* Instructions to follow:
Search the records for the word "code" and copy each line in which it appears.

* Stored data entries:

Segment Open

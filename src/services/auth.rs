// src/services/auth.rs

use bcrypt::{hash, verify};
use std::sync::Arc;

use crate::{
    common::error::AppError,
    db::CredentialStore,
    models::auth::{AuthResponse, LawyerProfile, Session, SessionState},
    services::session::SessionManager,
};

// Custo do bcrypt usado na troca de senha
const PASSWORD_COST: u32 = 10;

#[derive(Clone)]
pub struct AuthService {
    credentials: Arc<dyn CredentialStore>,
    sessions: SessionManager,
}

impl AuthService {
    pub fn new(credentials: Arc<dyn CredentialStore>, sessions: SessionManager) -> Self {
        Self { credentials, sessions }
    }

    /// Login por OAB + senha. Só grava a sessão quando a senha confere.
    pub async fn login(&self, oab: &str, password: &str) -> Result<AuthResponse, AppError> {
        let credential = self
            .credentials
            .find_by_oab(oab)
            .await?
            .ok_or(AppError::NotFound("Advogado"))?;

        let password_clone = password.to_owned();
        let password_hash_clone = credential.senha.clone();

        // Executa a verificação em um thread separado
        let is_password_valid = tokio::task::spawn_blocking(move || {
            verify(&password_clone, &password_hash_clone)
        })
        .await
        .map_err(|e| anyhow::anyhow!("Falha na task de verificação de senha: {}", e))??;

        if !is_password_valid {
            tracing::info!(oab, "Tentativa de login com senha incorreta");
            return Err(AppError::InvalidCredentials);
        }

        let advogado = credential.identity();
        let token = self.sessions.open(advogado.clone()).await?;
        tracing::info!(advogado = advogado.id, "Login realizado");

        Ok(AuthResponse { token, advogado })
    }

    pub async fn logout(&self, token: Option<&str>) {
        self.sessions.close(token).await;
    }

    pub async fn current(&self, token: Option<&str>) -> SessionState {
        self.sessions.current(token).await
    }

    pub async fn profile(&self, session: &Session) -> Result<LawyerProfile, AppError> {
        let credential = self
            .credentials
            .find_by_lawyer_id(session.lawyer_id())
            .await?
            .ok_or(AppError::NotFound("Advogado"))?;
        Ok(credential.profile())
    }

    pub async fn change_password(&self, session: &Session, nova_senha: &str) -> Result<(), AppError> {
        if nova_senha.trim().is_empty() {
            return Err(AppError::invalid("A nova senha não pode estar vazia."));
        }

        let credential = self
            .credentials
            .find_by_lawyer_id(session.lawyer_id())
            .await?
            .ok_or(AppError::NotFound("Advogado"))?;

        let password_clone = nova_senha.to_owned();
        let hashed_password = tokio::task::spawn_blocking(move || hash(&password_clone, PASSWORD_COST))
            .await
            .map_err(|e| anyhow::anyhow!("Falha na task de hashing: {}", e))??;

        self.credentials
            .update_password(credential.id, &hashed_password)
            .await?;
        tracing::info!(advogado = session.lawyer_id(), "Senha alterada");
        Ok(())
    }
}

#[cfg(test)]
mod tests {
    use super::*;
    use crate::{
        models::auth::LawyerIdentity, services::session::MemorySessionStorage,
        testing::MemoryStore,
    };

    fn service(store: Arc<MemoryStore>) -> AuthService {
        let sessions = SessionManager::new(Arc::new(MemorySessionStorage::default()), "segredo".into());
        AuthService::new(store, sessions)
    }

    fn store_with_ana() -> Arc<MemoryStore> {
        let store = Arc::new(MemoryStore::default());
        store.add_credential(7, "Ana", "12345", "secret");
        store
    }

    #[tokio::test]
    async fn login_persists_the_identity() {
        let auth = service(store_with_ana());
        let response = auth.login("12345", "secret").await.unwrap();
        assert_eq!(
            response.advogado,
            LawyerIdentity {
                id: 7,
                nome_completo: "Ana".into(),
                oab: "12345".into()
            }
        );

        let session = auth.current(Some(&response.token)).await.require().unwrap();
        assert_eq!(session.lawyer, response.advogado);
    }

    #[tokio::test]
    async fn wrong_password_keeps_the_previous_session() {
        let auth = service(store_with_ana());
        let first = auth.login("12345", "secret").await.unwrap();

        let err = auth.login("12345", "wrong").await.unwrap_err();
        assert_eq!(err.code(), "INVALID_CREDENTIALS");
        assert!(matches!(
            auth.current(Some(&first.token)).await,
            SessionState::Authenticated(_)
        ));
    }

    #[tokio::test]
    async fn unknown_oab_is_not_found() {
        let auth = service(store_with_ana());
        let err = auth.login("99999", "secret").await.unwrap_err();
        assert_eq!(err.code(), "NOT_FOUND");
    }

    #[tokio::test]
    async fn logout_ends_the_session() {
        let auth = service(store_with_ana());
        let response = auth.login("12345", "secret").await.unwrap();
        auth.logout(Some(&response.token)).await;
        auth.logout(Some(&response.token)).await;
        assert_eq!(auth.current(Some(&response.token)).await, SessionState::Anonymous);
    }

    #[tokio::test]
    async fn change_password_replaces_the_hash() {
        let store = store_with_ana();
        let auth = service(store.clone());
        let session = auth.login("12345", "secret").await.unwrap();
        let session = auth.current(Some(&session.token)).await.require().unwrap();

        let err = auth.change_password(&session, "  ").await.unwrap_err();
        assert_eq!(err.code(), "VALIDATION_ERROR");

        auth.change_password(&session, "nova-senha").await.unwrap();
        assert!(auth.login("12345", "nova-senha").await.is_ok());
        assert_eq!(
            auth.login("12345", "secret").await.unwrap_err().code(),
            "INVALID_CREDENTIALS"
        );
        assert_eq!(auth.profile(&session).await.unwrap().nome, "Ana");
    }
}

Segment Closed

* Answer to the exercise:
        assert_eq!(err.code(), "INVALID_CREDENTIALS");
        assert_eq!(err.code(), "NOT_FOUND");
        assert_eq!(err.code(), "VALIDATION_ERROR");
            auth.login("12345", "secret").await.unwrap_err().code(),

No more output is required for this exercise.